◆ **To do**: Which lines make up the answer? Those from the line with "repository 649ed0310a3a04d5" through the end of the data; reproduce them exactly.

──────

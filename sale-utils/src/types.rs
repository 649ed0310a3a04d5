use concordium_cis2::{TokenAmountU64, TokenIdUnit};
use concordium_std::*;

pub type ContractTokenId = TokenIdUnit;
pub type ContractTokenAmount = TokenAmountU64;
pub type MicroCcd = u64;
pub type GrantIndex = u32;

/// Derived lifecycle of the sale. Never stored; computed from the window,
/// the counters and the finalization latch.
#[derive(Debug, Serialize, SchemaType, Clone, PartialEq, Eq)]
pub enum SaleStage {
    /// Before the sale window opens.
    Pending,
    /// Window active, hardcap not reached.
    Open,
    /// Window elapsed or hardcap reached, not yet finalized.
    Closed,
    /// Unsold amount captured, sale latched.
    Finalized,
    /// Terminal: the captured unsold amount has left the contract.
    UnsoldWithdrawn,
}

/// Identifies which sale parameter an administrative operation changed.
#[derive(Debug, Serialize, SchemaType, Clone, PartialEq, Eq)]
pub enum ParamKind {
    StartTime,
    EndTime,
    UnitPrice,
    HardCap,
    MinPurchase,
    MaxPurchase,
    VestingConfigured,
    VestingDisabled,
    Paused,
    Unpaused,
}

──────

◆ **Output for this task**:
repository 649ed0310a3a04d5
use concordium_cis2::{TokenAmountU64, TokenIdUnit};
use concordium_std::*;

pub type ContractTokenId = TokenIdUnit;
pub type ContractTokenAmount = TokenAmountU64;
pub type MicroCcd = u64;
pub type GrantIndex = u32;

/// Derived lifecycle of the sale. Never stored; computed from the window,
/// the counters and the finalization latch.
#[derive(Debug, Serialize, SchemaType, Clone, PartialEq, Eq)]
pub enum SaleStage {
    /// Before the sale window opens.
    Pending,
    /// Window active, hardcap not reached.
    Open,
    /// Window elapsed or hardcap reached, not yet finalized.
    Closed,
    /// Unsold amount captured, sale latched.
    Finalized,
    /// Terminal: the captured unsold amount has left the contract.
    UnsoldWithdrawn,
}

/// Identifies which sale parameter an administrative operation changed.
#[derive(Debug, Serialize, SchemaType, Clone, PartialEq, Eq)]
pub enum ParamKind {
    StartTime,
    EndTime,
    UnitPrice,
    HardCap,
    MinPurchase,
    MaxPurchase,
    VestingConfigured,
    VestingDisabled,
    Paused,
    Unpaused,
}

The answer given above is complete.